A picaretagem não é nova no meio do Yoga. O Dattatreya Yogashastra (I:63-64), um antigo tratado sobre esta nobre filosofia, já nos advertia na Idade Média sobre a presença de pessoas despreparadas ou mal intencionadas: ‘Há algumas pessoas que dão discursos sobre Yoga ou ostentam os sinais do yogi mas não praticam. Estes estão enganando as pessoas, somente para obter benefícios pessoais e satisfazer seus desejos’.
Desde ‘mestres-empresários’ inescrupulosos a temerários que se lançam a ensinar o que ainda não aprenderam, impera no Yoga um clima de impunidade muito fértil para que os oportunistas e deslumbrados de plantão façam suas colheitas.
Por exemplo, se seu professor precisou colocar no currículo dele que aprendeu a tocar trombone com o melhor trombonista do Tocantins, ou que é formado em computação, talvez tenha faltado a ele paciência e perseverança para ter alguma experiência mais significativa dentro do Yoga com a qual rechear sua folha.
A bem da verdade, tocar trombone ou estudar informática são atividades muito nobres, mas que não qualificam ninguém para ensinar Yoga. Para dizer o mínimo, este tipo de apresentação de um professor de Yoga é propaganda enganosa. Um currículo de Yoga se constrói com experiências de Yoga, décadas de prática, contato contínuo com um guru ou professor por longos períodos, retiros, viagens de estudo e muitas leituras sobre Yoga.
Vejo essa pessoas como crianças brincando com granadas, que não têm a menor idéia do que estão fazendo, não conhecem as ferramentas que estão usando nem os potenciais perigos a que se sujeitam e sujeitam àqueles que praticam com eles. Esses professores acabam transmitindo uma versão tão distorcida do Yoga que ele acaba virando ginástica com cheiro de incenso.
Tentativas apressadas de diluir o Yoga para que seja melhor vendido ou aceito podem fazer com que perca sua essência. Cabe lembrarmos que o Yoga, seja da modalidade que for, inclui necessariamente alguma forma de meditação. Se seu instrutor não lhe ensina meditação, você está sendo enganado. E meditar não significa ficar cinco minutos deitado ou sentado aguardando a transpiração secar ou recuperando o fólego antes de sair da sala.
Lembro das sábias e bem-humoradas palavras de Swami Dayananda: ‘Se a pessoa tiver uma inclinação natural pela atividade, ela irá identificar-se com e praticar o Yoga da ação consciente, Karma Yoga. Se ela for emotiva, poderá identificar-se com o Yoga devocional, Bhakti. Se tiver propensão a usar o intelecto, poderá praticar o Yoga da discriminação, Jñana Yoga. Porém, se ele não prestar para mais nada, irá escolher o Yoga físico, Hatha Yoga’. E, desses últimos, alguns optam por ensinar…
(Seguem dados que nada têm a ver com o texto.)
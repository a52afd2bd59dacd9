//! Hexagonal renderer.
//!
//! Hexagons are indexed in doubled-offset coordinates: along the stagger axis
//! every other column (flat-top, stagger axis `x`) or row (pointy-top,
//! stagger axis `y`) is shifted by half a cell, and
//! [`StaggerIndex`] picks whether the odd or the even ones are shifted.
//!
//! # Derived metrics
//!
//! | Name | Value |
//! |------|-------|
//! | `side_length_x` / `side_length_y` | hex side on the stagger axis, 0 on the other |
//! | `side_offset_x` | `(tile_width - side_length_x) / 2` |
//! | `side_offset_y` | `(tile_height - side_length_y) / 2` |
//! | `column_width` | `side_offset_x + side_length_x` |
//! | `row_height` | `side_offset_y + side_length_y` |
//!
//! # Pixel to tile
//!
//! There is no closed form. The point is placed in a rectangular reference
//! cell spanning two staggered hexagons, and the nearest of four candidate
//! hexagon centers (the cell's own plus three staggered neighbours) wins.
//! Ties go to the lower candidate index.

use tessera_map::geometry::{GridPoint, Orientation, StaggerAxis, StaggerIndex, ViewportRect};
use tessera_map::layer::TileLayer;
use tessera_map::object::MapObject;
use tessera_map::tileset::{TileCell, TileSurface, Tileset};

use crate::config::HexParams;
use crate::renderer::{ensure_drawable, floor_px, lookup, GridDims, GridRenderer};
use crate::RenderError;

/// Tile deltas for the four candidates when columns are staggered.
const OFFSETS_STAGGER_X: [(i32, i32); 4] = [(0, 0), (1, -1), (1, 0), (2, 0)];

/// Tile deltas for the four candidates when rows are staggered.
const OFFSETS_STAGGER_Y: [(i32, i32); 4] = [(0, 0), (-1, 1), (0, 1), (0, 2)];

/// Renderer for hexagonal grids.
#[derive(Debug, Clone, PartialEq)]
pub struct HexagonalRenderer {
    dims: GridDims,
    params: HexParams,
    side_length_x: f64,
    side_length_y: f64,
    side_offset_x: f64,
    side_offset_y: f64,
    column_width: f64,
    row_height: f64,
}

impl HexagonalRenderer {
    pub fn new(cols: u32, rows: u32, tile_width: u32, tile_height: u32, params: HexParams) -> Self {
        let dims = GridDims::new(cols, rows, tile_width, tile_height);
        let side = f64::from(params.side_length);
        let (side_length_x, side_length_y) = match params.stagger_axis {
            StaggerAxis::X => (side, 0.0),
            StaggerAxis::Y => (0.0, side),
        };
        let side_offset_x = (f64::from(tile_width) - side_length_x) / 2.0;
        let side_offset_y = (f64::from(tile_height) - side_length_y) / 2.0;
        let column_width = side_offset_x + side_length_x;
        let row_height = side_offset_y + side_length_y;

        tracing::debug!(
            %dims,
            side_length = params.side_length,
            stagger_axis = ?params.stagger_axis,
            stagger_index = ?params.stagger_index,
            column_width,
            row_height,
            "hexagonal renderer created"
        );

        Self {
            dims,
            params,
            side_length_x,
            side_length_y,
            side_offset_x,
            side_offset_y,
            column_width,
            row_height,
        }
    }

    /// The hexagonal parameters this renderer was built with.
    pub fn params(&self) -> HexParams {
        self.params
    }

    /// Horizontal advance between adjacent staggered columns.
    pub fn column_width(&self) -> f64 {
        self.column_width
    }

    /// Vertical advance between adjacent staggered rows.
    pub fn row_height(&self) -> f64 {
        self.row_height
    }

    /// `(side_length_x, side_length_y)`.
    pub fn side_lengths(&self) -> (f64, f64) {
        (self.side_length_x, self.side_length_y)
    }

    /// `(side_offset_x, side_offset_y)`.
    pub fn side_offsets(&self) -> (f64, f64) {
        (self.side_offset_x, self.side_offset_y)
    }

    fn is_odd(&self) -> bool {
        self.params.stagger_index == StaggerIndex::Odd
    }

    /// Candidate hexagon centers relative to the reference cell, in
    /// tie-break order.
    fn candidate_centers(&self) -> [GridPoint; 4] {
        match self.params.stagger_axis {
            StaggerAxis::X => {
                let left = self.side_length_x / 2.0;
                let center_x = left + self.column_width;
                let center_y = self.dims.tile_height_f64() / 2.0;
                [
                    GridPoint::new(left, center_y),
                    GridPoint::new(center_x, center_y - self.row_height),
                    GridPoint::new(center_x, center_y + self.row_height),
                    GridPoint::new(center_x + self.column_width, center_y),
                ]
            }
            StaggerAxis::Y => {
                let top = self.side_length_y / 2.0;
                let center_x = self.dims.tile_width_f64() / 2.0;
                let center_y = top + self.row_height;
                [
                    GridPoint::new(center_x, top),
                    GridPoint::new(center_x - self.column_width, center_y),
                    GridPoint::new(center_x + self.column_width, center_y),
                    GridPoint::new(center_x, center_y + self.row_height),
                ]
            }
        }
    }

    /// Shift (0 or 1) applied to a row/column with the given index.
    fn stagger_shift(&self, index: f64) -> f64 {
        let parity = ((index as i64) & 1) as f64;
        if self.is_odd() {
            parity
        } else {
            1.0 - parity
        }
    }
}

impl GridRenderer for HexagonalRenderer {
    fn orientation(&self) -> Orientation {
        Orientation::Hexagonal
    }

    fn dims(&self) -> GridDims {
        self.dims
    }

    fn pixel_to_tile(&self, x: f64, y: f64) -> GridPoint {
        let tile_width = self.dims.tile_width_f64();
        let tile_height = self.dims.tile_height_f64();

        let (x, y) = match self.params.stagger_axis {
            StaggerAxis::X => {
                let shift = if self.is_odd() {
                    self.side_offset_x
                } else {
                    tile_width
                };
                (x - shift, y)
            }
            StaggerAxis::Y => {
                let shift = if self.is_odd() {
                    self.side_offset_y
                } else {
                    tile_height
                };
                (x, y - shift)
            }
        };

        // Grid-aligned reference cell and the point's offset inside it.
        let cell_w = tile_width + self.side_length_x;
        let cell_h = tile_height + self.side_length_y;
        let ref_x = (x / cell_w).floor();
        let ref_y = (y / cell_h).floor();
        let rel = GridPoint::new(x - ref_x * cell_w, y - ref_y * cell_h);

        // Each reference cell spans two staggered columns/rows. Kept in f64
        // so far-off points cannot overflow an integer index.
        let (mut ref_x, mut ref_y) = (ref_x, ref_y);
        let bump = if self.is_odd() { 0.0 } else { 1.0 };
        match self.params.stagger_axis {
            StaggerAxis::X => ref_x = ref_x * 2.0 + bump,
            StaggerAxis::Y => ref_y = ref_y * 2.0 + bump,
        }

        let mut nearest = 0;
        let mut min_dist = f64::MAX;
        for (i, center) in self.candidate_centers().iter().enumerate() {
            let dist = (center.x - rel.x).powi(2) + (center.y - rel.y).powi(2);
            if dist < min_dist {
                min_dist = dist;
                nearest = i;
            }
        }

        let offsets = match self.params.stagger_axis {
            StaggerAxis::X => &OFFSETS_STAGGER_X,
            StaggerAxis::Y => &OFFSETS_STAGGER_Y,
        };
        let (dq, dr) = offsets[nearest];
        GridPoint::new(ref_x + f64::from(dq), ref_y + f64::from(dr))
    }

    /// Top-left corner of the hexagon's bounding box.
    fn tile_to_pixel(&self, q: f64, r: f64) -> GridPoint {
        match self.params.stagger_axis {
            StaggerAxis::X => GridPoint::new(
                q * self.column_width,
                r * (self.dims.tile_height_f64() + self.side_length_y)
                    + self.row_height * self.stagger_shift(q),
            ),
            StaggerAxis::Y => GridPoint::new(
                q * (self.dims.tile_width_f64() + self.side_length_x)
                    + self.column_width * self.stagger_shift(r),
                r * self.row_height,
            ),
        }
    }

    /// Hexagonal object placement is not implemented; objects keep their
    /// editor position.
    fn adjust_position(&self, _object: &mut MapObject) {}

    fn draw_tile(
        &self,
        surface: &mut dyn TileSurface,
        x: i32,
        y: i32,
        cell: &TileCell,
        tileset: &Tileset,
    ) {
        let point = self.tile_to_pixel(f64::from(x), f64::from(y));
        let bottom_align = self.dims.tile_height as i32 - tileset.tile_height as i32;
        tileset.draw_tile(
            surface,
            tileset.tile_offset.x + floor_px(point.x),
            tileset.tile_offset.y + floor_px(point.y) + bottom_align,
            cell,
        );
    }

    fn draw_tile_layer(
        &self,
        surface: &mut dyn TileSurface,
        layer: &dyn TileLayer,
        viewport: ViewportRect,
    ) -> Result<usize, RenderError> {
        ensure_drawable(self, layer, &viewport)?;

        // Hex lookups can land on negative indices near the origin, so the
        // start corner is clamped as well as the end corner.
        let (start_x, start_y) = self.pixel_to_tile(viewport.x, viewport.y).floor().to_index();
        let (end_x, end_y) = self
            .pixel_to_tile(
                viewport.right() + self.dims.tile_width_f64(),
                viewport.bottom() + self.dims.tile_height_f64(),
            )
            .ceil()
            .to_index();
        let (start_x, start_y) = (start_x.max(0), start_y.max(0));
        let end_x = end_x.min(self.dims.cols_i32());
        let end_y = end_y.min(self.dims.rows_i32());

        let mut drawn = 0;
        for y in start_y..end_y {
            for x in start_x..end_x {
                if let Some(cell) = lookup(layer, &self.dims, x, y) {
                    self.draw_tile(surface, x, y, cell, &cell.tileset);
                    drawn += 1;
                }
            }
        }

        tracing::trace!(
            layer = layer.name(),
            start = ?(start_x, start_y),
            end = ?(end_x, end_y),
            drawn,
            "hexagonal layer drawn"
        );
        Ok(drawn)
    }
}

// ---------------------------------------------------------------------------
// Tests
// ---------------------------------------------------------------------------
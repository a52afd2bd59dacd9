//! Renderer configuration.
//!
//! A [`GridConfig`] names the topology and grid metrics a renderer is built
//! for. It can be written inline, derived from a layer with
//! [`GridConfig::from_layer`], or loaded from JSON:
//!
//! ```
//! use tessera_grid::config::GridConfig;
//!
//! let config = GridConfig::from_json_str(r#"{
//!     "orientation": "hexagonal",
//!     "cols": 20, "rows": 15, "tile_width": 32, "tile_height": 32,
//!     "hex": { "side_length": 16, "stagger_axis": "y", "stagger_index": "odd" }
//! }"#).unwrap();
//! assert_eq!(config.hex.unwrap().side_length, 16);
//! ```

use serde::{Deserialize, Serialize};
use tessera_map::geometry::{Orientation, StaggerAxis, StaggerIndex};
use tessera_map::layer::TileLayer;

use crate::renderer::GridDims;
use crate::RenderError;

// ---------------------------------------------------------------------------
// HexParams
// ---------------------------------------------------------------------------

/// Hexagonal-only grid parameters.
#[derive(Debug, Clone, Copy, PartialEq, Eq, Hash, Serialize, Deserialize)]
pub struct HexParams {
    /// Length of the flat hexagon edge along the stagger axis, in pixels.
    pub side_length: u32,
    /// Which axis is staggered.
    pub stagger_axis: StaggerAxis,
    /// Whether odd or even rows/columns are shifted.
    pub stagger_index: StaggerIndex,
}

// ---------------------------------------------------------------------------
// GridConfig
// ---------------------------------------------------------------------------

/// Static configuration for one renderer.
#[derive(Debug, Clone, PartialEq, Serialize, Deserialize)]
pub struct GridConfig {
    /// Grid topology.
    pub orientation: Orientation,
    /// Number of tile columns.
    pub cols: u32,
    /// Number of tile rows.
    pub rows: u32,
    /// Grid cell width in pixels.
    pub tile_width: u32,
    /// Grid cell height in pixels.
    pub tile_height: u32,
    /// Hexagonal parameters; required when `orientation` is hexagonal and
    /// ignored otherwise.
    #[serde(default, skip_serializing_if = "Option::is_none")]
    pub hex: Option<HexParams>,
}

impl Default for GridConfig {
    /// A 10x10 orthogonal grid of 32px tiles.
    fn default() -> Self {
        Self {
            orientation: Orientation::Orthogonal,
            cols: 10,
            rows: 10,
            tile_width: 32,
            tile_height: 32,
            hex: None,
        }
    }
}

impl GridConfig {
    /// Parse a config from JSON. The result is not validated.
    pub fn from_json_str(json: &str) -> Result<Self, RenderError> {
        Ok(serde_json::from_str(json)?)
    }

    /// Derive the config for a renderer able to draw `layer`.
    ///
    /// Fails when the layer's orientation string is not a known topology.
    pub fn from_layer(layer: &dyn TileLayer, hex: Option<HexParams>) -> Result<Self, RenderError> {
        let orientation: Orientation = layer.orientation().parse()?;
        Ok(Self {
            orientation,
            cols: layer.cols(),
            rows: layer.rows(),
            tile_width: layer.tile_width(),
            tile_height: layer.tile_height(),
            hex: if orientation == Orientation::Hexagonal {
                hex
            } else {
                None
            },
        })
    }

    /// The shared grid metrics.
    pub fn dims(&self) -> GridDims {
        GridDims::new(self.cols, self.rows, self.tile_width, self.tile_height)
    }

    /// Check that the config describes a drawable grid.
    pub fn validate(&self) -> Result<(), RenderError> {
        let dims = self.dims();
        if dims.is_degenerate() {
            return Err(RenderError::InvalidDimensions {
                cols: self.cols,
                rows: self.rows,
                tile_width: self.tile_width,
                tile_height: self.tile_height,
            });
        }

        if self.orientation == Orientation::Hexagonal {
            let hex = self.hex.ok_or(RenderError::MissingHexParams)?;
            let extent = match hex.stagger_axis {
                StaggerAxis::X => self.tile_width,
                StaggerAxis::Y => self.tile_height,
            };
            if hex.side_length > extent {
                return Err(RenderError::InvalidHexSide {
                    side_length: hex.side_length,
                    extent,
                });
            }
        }
        Ok(())
    }
}

// ---------------------------------------------------------------------------
// Tests
// ---------------------------------------------------------------------------
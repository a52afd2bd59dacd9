//! Draw recorder.
//!
//! [`DrawRecorder`] stands in for a real draw surface. Each
//! [`blit`](TileSurface::blit) becomes a [`DrawCall`] appended in issue
//! order, which is also the visual layering order.
//!
//! # Example
//!
//! ```
//! use std::sync::Arc;
//! use tessera_manifest::recorder::DrawRecorder;
//! use tessera_map::tileset::{TileCell, Tileset};
//!
//! let ts = Arc::new(Tileset::new("grass", 1, 32, 32));
//! let cell = TileCell::new(3, Arc::clone(&ts));
//!
//! let mut recorder = DrawRecorder::new();
//! ts.draw_tile(&mut recorder, 64, 32, &cell);
//!
//! assert_eq!(recorder.len(), 1);
//! assert_eq!(recorder.calls()[0].local_id, 2);
//! ```

use serde::{Deserialize, Serialize};
use tessera_map::tileset::{TileCell, TileSurface, Tileset};

// ---------------------------------------------------------------------------
// DrawCall
// ---------------------------------------------------------------------------

/// One recorded draw request.
#[derive(Debug, Clone, PartialEq, Eq, Hash, Serialize, Deserialize)]
pub struct DrawCall {
    /// Global tile id of the drawn cell.
    pub gid: u32,
    /// Tile id inside its tileset.
    pub local_id: u32,
    /// Name of the tileset drawn from.
    pub tileset: String,
    /// Pixel x of the tile's top-left corner.
    pub x: i32,
    /// Pixel y of the tile's top-left corner.
    pub y: i32,
}

// ---------------------------------------------------------------------------
// DrawRecorder
// ---------------------------------------------------------------------------

/// A [`TileSurface`] that records instead of drawing.
#[derive(Debug, Clone, Default)]
pub struct DrawRecorder {
    calls: Vec<DrawCall>,
}

impl DrawRecorder {
    pub fn new() -> Self {
        Self::default()
    }

    /// All recorded calls in issue order.
    pub fn calls(&self) -> &[DrawCall] {
        &self.calls
    }

    /// Take the recorded calls, leaving the recorder empty.
    pub fn take_calls(&mut self) -> Vec<DrawCall> {
        std::mem::take(&mut self.calls)
    }

    pub fn len(&self) -> usize {
        self.calls.len()
    }

    pub fn is_empty(&self) -> bool {
        self.calls.is_empty()
    }

    /// Forget everything recorded so far.
    pub fn clear(&mut self) {
        self.calls.clear();
    }

    /// Calls drawing from the named tileset.
    pub fn calls_for_tileset<'a>(&'a self, name: &'a str) -> impl Iterator<Item = &'a DrawCall> {
        self.calls.iter().filter(move |c| c.tileset == name)
    }

    /// Calls drawing the given global tile id.
    pub fn calls_for_gid(&self, gid: u32) -> impl Iterator<Item = &DrawCall> {
        self.calls.iter().filter(move |c| c.gid == gid)
    }

    /// Pixel bounding box `(min_x, min_y, max_x, max_y)` of all recorded
    /// top-left corners, or `None` when nothing was drawn.
    pub fn extent(&self) -> Option<(i32, i32, i32, i32)> {
        let first = self.calls.first()?;
        let init = (first.x, first.y, first.x, first.y);
        Some(self.calls.iter().fold(init, |(x0, y0, x1, y1), c| {
            (x0.min(c.x), y0.min(c.y), x1.max(c.x), y1.max(c.y))
        }))
    }
}

impl TileSurface for DrawRecorder {
    fn blit(&mut self, tileset: &Tileset, cell: &TileCell, x: i32, y: i32) {
        self.calls.push(DrawCall {
            gid: cell.gid,
            local_id: cell.local_id(),
            tileset: tileset.name.clone(),
            x,
            y,
        });
    }
}

// ---------------------------------------------------------------------------
// Tests
// ---------------------------------------------------------------------------
//! Isometric (diamond-cell) renderer.
//!
//! Tile `(0, 0)` sits at the top center of the diamond-shaped map; the tile
//! x axis runs down-right and the tile y axis down-left. The pixel x of the
//! map's logical origin is therefore `rows * tile_width / 2`.
//!
//! # Visible-tile scan
//!
//! Screen rows of an isometric map interleave two diagonal tile rows per tile
//! height, each shifted half a tile horizontally from the previous one.
//! [`IsometricRenderer::draw_tile_layer`] walks screen rows half a tile
//! height apart, alternating the shift, and walks each row one tile width at
//! a time while stepping the tile cursor along the diagonal `(+1, -1)`. The
//! scan starts one tileset tile outside the viewport and may back up one more
//! row when the viewport's top-left corner lands in the upper half of the
//! starting tile, so the pointed tops of diamonds poking into the viewport
//! are still drawn.

use tessera_map::geometry::{GridPoint, Orientation, ViewportRect};
use tessera_map::layer::TileLayer;
use tessera_map::object::MapObject;
use tessera_map::tileset::{TileCell, TileSurface, Tileset};

use crate::renderer::{ensure_drawable, floor_px, lookup, GridDims, GridRenderer};
use crate::RenderError;

/// Renderer for isometric grids.
#[derive(Debug, Clone, PartialEq)]
pub struct IsometricRenderer {
    dims: GridDims,
    half_tile_width: f64,
    half_tile_height: f64,
    origin_x: f64,
}

impl IsometricRenderer {
    pub fn new(cols: u32, rows: u32, tile_width: u32, tile_height: u32) -> Self {
        let dims = GridDims::new(cols, rows, tile_width, tile_height);
        let half_tile_width = f64::from(tile_width) / 2.0;
        let half_tile_height = f64::from(tile_height) / 2.0;
        let origin_x = f64::from(rows) * half_tile_width;
        tracing::debug!(%dims, origin_x, "isometric renderer created");
        Self {
            dims,
            half_tile_width,
            half_tile_height,
            origin_x,
        }
    }

    /// Pixel x of tile `(0, 0)`'s top vertex.
    pub fn origin_x(&self) -> f64 {
        self.origin_x
    }
}

impl GridRenderer for IsometricRenderer {
    fn orientation(&self) -> Orientation {
        Orientation::Isometric
    }

    fn dims(&self) -> GridDims {
        self.dims
    }

    fn pixel_to_tile(&self, x: f64, y: f64) -> GridPoint {
        let row = y / self.dims.tile_height_f64();
        let col = (x - self.origin_x) / self.dims.tile_width_f64();
        GridPoint::new(row + col, row - col)
    }

    fn tile_to_pixel(&self, tile_x: f64, tile_y: f64) -> GridPoint {
        GridPoint::new(
            (tile_x - tile_y) * self.half_tile_width + self.origin_x,
            (tile_x + tile_y) * self.half_tile_height,
        )
    }

    /// Editor positions of isometric objects are stored with x in half-tile
    /// units and y in full-tile units; both are reprojected for every object.
    fn adjust_position(&self, object: &mut MapObject) {
        let tile_x = object.x / self.half_tile_width;
        let tile_y = object.y / self.dims.tile_height_f64();
        let projected = self.tile_to_pixel(tile_x, tile_y);
        object.x = projected.x;
        object.y = projected.y;
    }

    /// Integer placement with arithmetic right shifts (floor division).
    ///
    /// The y term subtracts the tileset's tile *width*; that is the placement
    /// existing maps were laid out against, so it is kept as is.
    fn draw_tile(
        &self,
        surface: &mut dyn TileSurface,
        x: i32,
        y: i32,
        cell: &TileCell,
        tileset: &Tileset,
    ) {
        let cols = self.dims.cols_i32();
        let tw = tileset.tile_width as i32;
        let th = tileset.tile_height as i32;
        let draw_x = ((cols - 1) * tw + (x - y) * tw) >> 1;
        let draw_y = (-tw + (x + y) * th) >> 2;
        tileset.draw_tile(surface, draw_x, draw_y, cell);
    }

    fn draw_tile_layer(
        &self,
        surface: &mut dyn TileSurface,
        layer: &dyn TileLayer,
        viewport: ViewportRect,
    ) -> Result<usize, RenderError> {
        ensure_drawable(self, layer, &viewport)?;

        let tile_width = self.dims.tile_width_f64();
        let tile_height = self.dims.tile_height_f64();
        let half_w = self.half_tile_width;
        let half_h = self.half_tile_height;

        // Margin of one tileset tile around the viewport.
        let margin = layer.tileset();
        let margin_w = f64::from(margin.tile_width);
        let margin_h = f64::from(margin.tile_height);

        let mut row_iter = self
            .pixel_to_tile(viewport.x - margin_w, viewport.y - margin_h)
            .floor();
        let tile_end = self
            .pixel_to_tile(viewport.right() + margin_w, viewport.bottom() + margin_h)
            .ceil();
        let rect_end = self.tile_to_pixel(tile_end.x, tile_end.y);

        let mut start = self.tile_to_pixel(row_iter.x, row_iter.y);
        start.x -= half_w;
        start.y += tile_height;

        // If the viewport's top-left corner is in the upper half of the
        // starting tile, the row above is visible too. Which neighbour that
        // is depends on the horizontal half.
        let in_upper_half = start.y - viewport.y > half_h;
        let in_left_half = viewport.x - start.x < half_w;

        if in_upper_half {
            if in_left_half {
                row_iter.x -= 1.0;
                start.x -= half_w;
            } else {
                row_iter.y -= 1.0;
                start.x += half_w;
            }
            start.y -= half_h;
        }

        // Whether the current row is shifted half a tile to the right.
        let mut shifted = in_upper_half ^ in_left_half;

        let (mut row_x, mut row_y) = row_iter.to_index();
        let mut drawn = 0;
        let mut rows_scanned = 0u32;

        let mut y = start.y;
        while y - tile_height < rect_end.y {
            let (mut col_x, mut col_y) = (row_x, row_y);
            let mut x = start.x;
            while x < rect_end.x {
                if let Some(cell) = lookup(layer, &self.dims, col_x, col_y) {
                    // Each cell may come from a different tileset.
                    let tileset = &cell.tileset;
                    tileset.draw_tile(
                        surface,
                        tileset.tile_offset.x + floor_px(x),
                        tileset.tile_offset.y + floor_px(y) - tileset.tile_height as i32,
                        cell,
                    );
                    drawn += 1;
                }
                // Cursors saturate for viewports far outside the map.
                col_x = col_x.saturating_add(1);
                col_y = col_y.saturating_sub(1);
                x += tile_width;
            }

            if shifted {
                row_y = row_y.saturating_add(1);
                start.x -= half_w;
            } else {
                row_x = row_x.saturating_add(1);
                start.x += half_w;
            }
            shifted = !shifted;
            rows_scanned += 1;
            y += half_h;
        }

        tracing::trace!(
            layer = layer.name(),
            start = ?row_iter.to_index(),
            end = ?tile_end.to_index(),
            rows_scanned,
            drawn,
            "isometric layer drawn"
        );
        Ok(drawn)
    }
}

// ---------------------------------------------------------------------------
// Tests
// ---------------------------------------------------------------------------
Pedro nasceu no Uruguai, 58 anos atrás. Conheceu o Yoga na adolescência e pratica desde então. Aprecia o o Yoga mais como uma visão do mundo que inclui um estilo de vida, do que uma simples prática. Escreveu e traduziu 10 livros sobre Yoga, além de editar as revistas Yoga Journal e Cadernos de Yoga e o site yoga.pro.br. Para continuar seu aprendizado, visita à Índia regularmente há mais de três décadas.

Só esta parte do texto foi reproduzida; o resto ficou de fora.